An armed Somali soldier runs to fight during an attack on Somalia's parliament in Mogadishu on May 24. Militants in Mogadishu carried out a multi-pronged, complex attack against the country's parliament building involving a car bomb, suicide bomber and gunmen on foot, police said. / Farah Abdi Warsameh AP
MOGADISHU, Somalia (AP) - Militants in Mogadishu on Saturday carried out a multi-pronged, complex attack against the country's parliament building involving a car bomb, suicide bomber and gunmen on foot, police said.
At least seven people were killed, including six attackers and one soldier who tried to stopped a suicide bomber from entering the building, said police Capt. Mohamed Hussein.
Many members of parliament were inside the building as the attack unfolded, and they made a mad scramble to flee. Two were wounded by gunfire, said legislator Mohamed Ali.
Inside the parliament building, where soldiers fired from to ward off attackers, are the remnants of pure chaos - metal chairs lie overturned with bullet casings on top of some and bullet marks scar walls.
Parliamentarian Dahir Amin Jesow, who was inside parliament debating Somalia's development bank when the attack began, said he and his fellow legislators evacuated out of the back of the building as soon as the attack began. No gunman entered parliament, he said.

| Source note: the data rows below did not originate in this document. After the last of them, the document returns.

use std::collections::HashMap;
use std::sync::Arc;

use chrono::{DateTime, Utc};
use epu_domain::{Heartbeat, HealthRecord, HealthTimeouts, HeartbeatState, InstanceHealthState, InstanceState, NodeId};
use epu_provisioner::Provisioner;
use tokio::sync::RwLock;

/// Classifies each node's health axis independent of `InstanceState`,
/// driven by node-state events from the Provisioner's subscription and
/// heartbeats from OU Agents.
pub struct HealthMonitor {
    timeouts: HealthTimeouts,
    nodes: RwLock<HashMap<NodeId, HealthRecord>>,
    /// Used to fire a best-effort `dump_state` probe the first time a node
    /// goes `OUT_OF_CONTACT`, per spec §4.2. Optional so tests can exercise
    /// pure classification without a provisioner wired up.
    provisioner: Option<Arc<Provisioner>>,
}

impl HealthMonitor {
    pub fn new(timeouts: HealthTimeouts, provisioner: Option<Arc<Provisioner>>) -> Self {
        HealthMonitor {
            timeouts,
            nodes: RwLock::new(HashMap::new()),
            provisioner,
        }
    }

    /// Ingest an instance-state sample. `instance_state`/`instance_state_time`
    /// track the most advanced observed state; out-of-order replays (e.g.
    /// during `recover()`) are no-ops.
    pub async fn node_state(&self, node_id: &NodeId, state: InstanceState, at: DateTime<Utc>) {
        let mut nodes = self.nodes.write().await;
        let record = nodes
            .entry(node_id.clone())
            .or_insert_with(|| HealthRecord::new(node_id.clone(), state, at));
        if state >= record.instance_state {
            record.instance_state = state;
            record.instance_state_time = at;
        }
    }

    /// `OK` clears any remembered failures; an error heartbeat classifies
    /// as `PROCESS_ERROR` when it names failed processes, `MONITOR_ERROR`
    /// otherwise, and remembers each failure's detail only on first
    /// occurrence of its `(name, state, exitcode, stop_timestamp)` key.
    pub async fn new_heartbeat(&self, hb: &Heartbeat, now: DateTime<Utc>) {
        let mut nodes = self.nodes.write().await;
        let record = nodes
            .entry(hb.node_id.clone())
            .or_insert_with(|| HealthRecord::new(hb.node_id.clone(), InstanceState::Requesting, now));
        record.last_heartbeat = Some(now);
        record.missing_timeout_start = None;

        match hb.state {
            HeartbeatState::Ok => {
                record.health = InstanceHealthState::Ok;
                record.errors.clear();
                record.error_time = None;
            }
            HeartbeatState::Error => {
                record.health = if hb.failed_processes.is_empty() {
                    InstanceHealthState::MonitorError
                } else {
                    InstanceHealthState::ProcessError
                };
                record.error_time.get_or_insert(now);
                for failed in &hb.failed_processes {
                    let known = record.errors.iter().any(|e| e.cache_key() == failed.cache_key());
                    if !known {
                        record.errors.push(failed.clone());
                    }
                }
            }
        }
    }

    /// Reclassify every monitored node against wall time `now`: boot grace,
    /// out-of-contact/missing escalation, zombie detection on terminated
    /// nodes that are still heartbeating.
    pub async fn update(&self, now: DateTime<Utc>) {
        let mut probes = Vec::new();
        {
            let mut nodes = self.nodes.write().await;
            for record in nodes.values_mut() {
                if record.instance_state == InstanceState::Terminated {
                    if let Some(hb) = record.last_heartbeat {
                        if (now - hb).num_seconds() as u64 <= self.timeouts.zombie_seconds {
                            record.health = InstanceHealthState::Zombie;
                        }
                    }
                    continue;
                }
                if record.instance_state < InstanceState::Started {
                    continue;
                }

                let booting = record.last_heartbeat.is_none()
                    && (now - record.instance_state_time).num_seconds() as u64 < self.timeouts.boot_seconds;
                if booting {
                    continue;
                }

                let stale = record
                    .last_heartbeat
                    .map(|hb| (now - hb).num_seconds() as u64 > self.timeouts.missing_seconds)
                    .unwrap_or(true);
                if !stale {
                    record.missing_timeout_start = None;
                    continue;
                }

                match record.missing_timeout_start {
                    None => {
                        record.missing_timeout_start = Some(now);
                        record.health = InstanceHealthState::OutOfContact;
                        probes.push(record.node_id.clone());
                    }
                    Some(start) => {
                        let elapsed = (now - start).num_seconds() as u64;
                        record.health = if elapsed >= self.timeouts.really_missing_seconds {
                            InstanceHealthState::Missing
                        } else {
                            InstanceHealthState::OutOfContact
                        };
                    }
                }
            }
        }

        if let Some(provisioner) = &self.provisioner {
            if !probes.is_empty() {
                let _ = provisioner.dump_state(&probes).await;
            }
        }
    }

    pub async fn get(&self, node_id: &NodeId) -> Option<HealthRecord> {
        self.nodes.read().await.get(node_id).cloned()
    }

    pub async fn get_all(&self) -> Vec<HealthRecord> {
        self.nodes.read().await.values().cloned().collect()
    }
}

pub fn is_ok(record: &HealthRecord) -> bool {
    matches!(record.health, InstanceHealthState::Ok)
}

#[cfg(test)]
mod tests {
    use super::*;
    use chrono::Duration;
    use epu_domain::FailedProcess;

    fn timeouts() -> HealthTimeouts {
        HealthTimeouts { boot_seconds: 0, missing_seconds: 60, really_missing_seconds: 120, zombie_seconds: 30 }
    }

    #[tokio::test]
    async fn ok_heartbeat_clears_prior_errors() {
        let monitor = HealthMonitor::new(timeouts(), None);
        let id = NodeId::new("n-1").unwrap();
        let now = Utc::now();
        monitor.node_state(&id, InstanceState::Started, now).await;

        let err_hb = Heartbeat {
            node_id: id.clone(),
            timestamp: 0.0,
            state: HeartbeatState::Error,
            failed_processes: vec![FailedProcess {
                name: "worker".into(), state: "EXITED".into(), statename: "EXITED".into(),
                exitcode: Some(1), stop_timestamp: Some(10), error: None, stderr: Some("boom".into()),
            }],
            supervisor_error: None,
        };
        monitor.new_heartbeat(&err_hb, now).await;
        assert_eq!(monitor.get(&id).await.unwrap().health, InstanceHealthState::ProcessError);

        let ok_hb = Heartbeat { node_id: id.clone(), timestamp: 1.0, state: HeartbeatState::Ok, failed_processes: vec![], supervisor_error: None };
        monitor.new_heartbeat(&ok_hb, now).await;
        let record = monitor.get(&id).await.unwrap();
        assert_eq!(record.health, InstanceHealthState::Ok);
        assert!(record.errors.is_empty());
    }

    #[tokio::test]
    async fn repeated_identical_failure_is_not_duplicated() {
        let monitor = HealthMonitor::new(timeouts(), None);
        let id = NodeId::new("n-1").unwrap();
        let now = Utc::now();
        monitor.node_state(&id, InstanceState::Started, now).await;

        let failure = FailedProcess {
            name: "worker".into(), state: "EXITED".into(), statename: "EXITED".into(),
            exitcode: Some(1), stop_timestamp: Some(10), error: None, stderr: Some("boom".into()),
        };
        let hb = Heartbeat { node_id: id.clone(), timestamp: 0.0, state: HeartbeatState::Error, failed_processes: vec![failure.clone()], supervisor_error: None };
        monitor.new_heartbeat(&hb, now).await;
        monitor.new_heartbeat(&hb, now).await;

        assert_eq!(monitor.get(&id).await.unwrap().errors.len(), 1);
    }

    #[tokio::test]
    async fn missing_escalates_to_really_missing_after_window() {
        let monitor = HealthMonitor::new(timeouts(), None);
        let id = NodeId::new("n-1").unwrap();
        let t0 = Utc::now();
        monitor.node_state(&id, InstanceState::Started, t0).await;

        monitor.update(t0 + Duration::seconds(61)).await;
        assert_eq!(monitor.get(&id).await.unwrap().health, InstanceHealthState::OutOfContact);

        monitor.update(t0 + Duration::seconds(61 + 121)).await;
        assert_eq!(monitor.get(&id).await.unwrap().health, InstanceHealthState::Missing);
    }

    #[tokio::test]
    async fn heartbeat_after_terminated_within_window_is_zombie() {
        let monitor = HealthMonitor::new(timeouts(), None);
        let id = NodeId::new("n-1").unwrap();
        let t0 = Utc::now();
        monitor.node_state(&id, InstanceState::Terminated, t0).await;
        let hb = Heartbeat { node_id: id.clone(), timestamp: 0.0, state: HeartbeatState::Ok, failed_processes: vec![], supervisor_error: None };
        monitor.new_heartbeat(&hb, t0).await;

        monitor.update(t0 + Duration::seconds(5)).await;
        assert_eq!(monitor.get(&id).await.unwrap().health, InstanceHealthState::Zombie);
    }
}
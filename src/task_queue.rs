use crate::task::{ManagedTask, TaskId};

use std::collections::VecDeque;
use std::fmt;

/// What a single driving pass decided.
pub(crate) enum DrivePass<T: Send + 'static, E: Send + 'static> {
  /// The pool is stopped; nothing was admitted.
  Stopped,
  /// Pending and active are both empty and this drain has not been reported
  /// yet. The caller must fire the settled listeners.
  Drained,
  /// A finished task is still notifying its listeners and handle. Nothing is
  /// admitted or reported; that task's own pass runs once it is done.
  Deferred,
  /// Tasks moved from pending to active, in FIFO order. May be empty when no
  /// slot is free or this drain was already reported.
  Admitted(Vec<ManagedTask<T, E>>),
}

/// The pending queue and active set of a pool, with its admission rules.
///
/// Every method must be called under the pool's state lock: admission and
/// completion bookkeeping are one critical section.
pub(crate) struct SchedulerState<T: Send + 'static, E: Send + 'static> {
  pending: VecDeque<ManagedTask<T, E>>,
  active: Vec<TaskId>,
  concurrency: usize,
  running: bool,
  drain_reported: bool,
  // Tasks removed from `active` whose notifications have not finished yet.
  settling: usize,
}

impl<T: Send + 'static, E: Send + 'static> fmt::Debug for SchedulerState<T, E> {
  fn fmt(&self, f: &mut fmt::Formatter<'_>) -> fmt::Result {
    f.debug_struct("SchedulerState")
      .field("pending", &self.pending.len())
      .field("active", &self.active)
      .field("concurrency", &self.concurrency)
      .field("running", &self.running)
      .field("drain_reported", &self.drain_reported)
      .field("settling", &self.settling)
      .finish()
  }
}

impl<T: Send + 'static, E: Send + 'static> SchedulerState<T, E> {
  pub(crate) fn new(concurrency: usize, running: bool, initial: Vec<ManagedTask<T, E>>) -> Self {
    Self {
      pending: initial.into(),
      active: Vec::new(),
      concurrency: concurrency.max(1),
      running,
      drain_reported: false,
      settling: 0,
    }
  }

  /// Appends a task to the tail of the pending queue. A new task means the
  /// next drain is a new one and must be reported again.
  pub(crate) fn enqueue(&mut self, task: ManagedTask<T, E>) {
    self.pending.push_back(task);
    self.drain_reported = false;
  }

  /// Runs one admission pass: greedily moves the head of `pending` into
  /// `active` while a slot is free.
  pub(crate) fn drive(&mut self) -> DrivePass<T, E> {
    if !self.running {
      return DrivePass::Stopped;
    }
    if self.settling > 0 {
      return DrivePass::Deferred;
    }

    if self.pending.is_empty() && self.active.is_empty() {
      if self.drain_reported {
        return DrivePass::Admitted(Vec::new());
      }
      self.drain_reported = true;
      return DrivePass::Drained;
    }

    let mut admitted = Vec::new();
    while self.active.len() < self.concurrency {
      let Some(task) = self.pending.pop_front() else {
        break;
      };
      self.active.push(task.task_id);
      admitted.push(task);
    }
    DrivePass::Admitted(admitted)
  }

  /// Removes a finished task from the active set. Returns `false` if it was
  /// not active.
  ///
  /// Driving passes are deferred until the matching `finish_completion`, so
  /// the task's notifications always precede the next admission or drain.
  pub(crate) fn complete(&mut self, task_id: TaskId) -> bool {
    match self.active.iter().position(|id| *id == task_id) {
      Some(index) => {
        self.active.remove(index);
        self.settling += 1;
        true
      }
      None => false,
    }
  }

  /// Marks the notifications of a completed task as delivered.
  pub(crate) fn finish_completion(&mut self) {
    self.settling = self.settling.saturating_sub(1);
  }

  /// Drops every pending task and returns them.
  pub(crate) fn clear_pending(&mut self) -> Vec<ManagedTask<T, E>> {
    self.pending.drain(..).collect()
  }

  pub(crate) fn set_concurrency(&mut self, concurrency: usize) {
    self.concurrency = concurrency.max(1);
  }

  pub(crate) fn concurrency(&self) -> usize {
    self.concurrency
  }

  pub(crate) fn set_running(&mut self, running: bool) {
    self.running = running;
  }

  pub(crate) fn is_running(&self) -> bool {
    self.running
  }

  pub(crate) fn is_settled(&self) -> bool {
    !self.running && self.pending.is_empty() && self.active.is_empty() && self.settling == 0
  }

  /// True when nothing is in flight and nothing queued could still be
  /// admitted.
  pub(crate) fn is_idle(&self) -> bool {
    self.active.is_empty() && self.settling == 0 && (self.pending.is_empty() || !self.running)
  }

  pub(crate) fn active_ids(&self) -> Vec<TaskId> {
    self.active.clone()
  }

  pub(crate) fn pending_ids(&self) -> Vec<TaskId> {
    self.pending.iter().map(|task| task.task_id).collect()
  }

  pub(crate) fn active_len(&self) -> usize {
    self.active.len()
  }

  pub(crate) fn pending_len(&self) -> usize {
    self.pending.len()
  }
}
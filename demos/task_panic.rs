use std::time::Duration;
use throttle_pool::{PoolConfig, TaskError, TaskPool};
use tracing::info;

#[tokio::main]
async fn main() {
  tracing_subscriber::fmt()
    .with_max_level(tracing::Level::DEBUG)
    .with_target(false)
    .init();
  info!("--- Task Panic Example ---");

  let pool = TaskPool::<String, String>::create(PoolConfig::new().name("panic_pool").concurrency(1));
  let _errors = pool.on_error(|error, task_id| info!("Error listener: task {} -> {}", task_id, error));

  let should_panic = true;
  let handle = pool.add(move || async move {
    info!("Panicking Task: Starting...");
    tokio::time::sleep(Duration::from_millis(100)).await;
    if should_panic {
      panic!("This task is designed to panic!");
    }
    Ok("This will not be returned".to_string())
  });
  let survivor = pool.add(|| async { Ok("pool still works".to_string()) });

  let task_id = handle.id();
  match handle.await_result().await {
    Ok(result) => info!("Task {} completed with UNEXPECTED result: {}", task_id, result),
    Err(TaskError::Panicked) => info!("Task {} correctly resulted in TaskError::Panicked.", task_id),
    Err(e) => info!("Task {} resulted in unexpected error: {}", task_id, e),
  }

  match survivor.await_result().await {
    Ok(result) => info!("Next task: {}", result),
    Err(e) => info!("Next task failed: {}", e),
  }
  info!("--- Task Panic Example End ---");
}
use crate::error::TaskError;
use crate::task::{TaskId, TaskOutcome};

use std::fmt;

use fibre::oneshot;
use tracing;

/// A handle to a task added to a `TaskPool`.
///
/// The handle settles with this task's own outcome, independently of the
/// pool-wide success/error listeners. Dropping it does not affect the task.
pub struct TaskHandle<T: Send + 'static, E: Send + 'static> {
  pub(crate) task_id: TaskId,
  pub(crate) result_receiver: oneshot::Receiver<TaskOutcome<T, E>>,
}

impl<T: Send + 'static, E: Send + 'static> fmt::Debug for TaskHandle<T, E> {
  fn fmt(&self, f: &mut fmt::Formatter<'_>) -> fmt::Result {
    f.debug_struct("TaskHandle")
      .field("task_id", &self.task_id)
      .finish_non_exhaustive()
  }
}

impl<T: Send + 'static, E: Send + 'static> TaskHandle<T, E> {
  /// Returns the ID of this task, as reported to listeners and snapshots.
  pub fn id(&self) -> TaskId {
    self.task_id
  }

  /// Awaits the completion of the task.
  ///
  /// # Errors
  /// Returns `TaskError::Failed` with the task's own error if it failed.
  /// Returns `TaskError::Panicked` if the task panicked during execution.
  /// Returns `TaskError::Discarded` if the task was cleared from the pending
  /// queue, or the pool went away before running it.
  pub async fn await_result(self) -> TaskOutcome<T, E> {
    match self.result_receiver.recv().await {
      Ok(outcome) => outcome,
      Err(recv_error) => {
        // Sender dropped without a value: the task never ran.
        tracing::debug!(task_id = %self.task_id, "Result channel closed without an outcome: {}", recv_error);
        Err(TaskError::Discarded)
      }
    }
  }
}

The army failed to protect the legislators, one member of parliament said.
"The enemy can now access everywhere," said visibly frightened legislator Mohamed Nor.
Bodies, apparently those of the attackers, could be seen lying near an entrance gate to the building.
Gunfire and two blasts rang out near the building long after the attack began and after police had confirmed six attackers' deaths. Security forces shot and killed four men, Hussein said. The two other attackers who died were the driver of the car bomb and the bomber on foot.
Al-Shabab, an al-Qaida-linked group, has carried out several such complex attacks in Mogadishu, including on the city's main court complex and attempts against the presidential palace. The group was booted out of the capital in 2011 but still controls wide areas of southern Somalia.